(Records drawn from a dataset)
****************************************

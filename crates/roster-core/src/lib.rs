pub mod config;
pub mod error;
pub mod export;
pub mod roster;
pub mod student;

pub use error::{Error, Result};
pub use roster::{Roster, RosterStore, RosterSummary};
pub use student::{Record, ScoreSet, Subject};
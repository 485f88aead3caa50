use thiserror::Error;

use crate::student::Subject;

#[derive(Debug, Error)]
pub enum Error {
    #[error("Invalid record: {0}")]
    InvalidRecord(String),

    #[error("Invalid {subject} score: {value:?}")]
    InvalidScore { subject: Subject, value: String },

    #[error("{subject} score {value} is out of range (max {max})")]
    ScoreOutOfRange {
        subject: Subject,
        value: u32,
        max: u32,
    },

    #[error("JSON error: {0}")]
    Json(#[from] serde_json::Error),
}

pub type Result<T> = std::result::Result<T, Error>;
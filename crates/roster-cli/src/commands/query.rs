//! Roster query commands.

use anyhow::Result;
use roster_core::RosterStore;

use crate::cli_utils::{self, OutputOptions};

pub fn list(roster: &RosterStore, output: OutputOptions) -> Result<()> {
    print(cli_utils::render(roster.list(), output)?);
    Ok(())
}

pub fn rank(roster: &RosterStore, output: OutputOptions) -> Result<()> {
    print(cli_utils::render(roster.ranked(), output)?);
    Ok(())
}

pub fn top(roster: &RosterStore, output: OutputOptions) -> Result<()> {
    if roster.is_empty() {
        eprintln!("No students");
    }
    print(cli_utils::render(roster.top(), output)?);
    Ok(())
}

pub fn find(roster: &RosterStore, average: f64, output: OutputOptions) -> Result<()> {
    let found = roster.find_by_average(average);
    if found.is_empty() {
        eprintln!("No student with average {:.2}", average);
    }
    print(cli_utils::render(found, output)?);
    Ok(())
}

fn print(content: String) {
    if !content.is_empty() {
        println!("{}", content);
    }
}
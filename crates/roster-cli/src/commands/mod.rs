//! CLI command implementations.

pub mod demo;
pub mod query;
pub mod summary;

****************************************

• **Work instruction**: With no other words, report how many lines in the entries hold the string "commands".

• **Solution for this task**: 3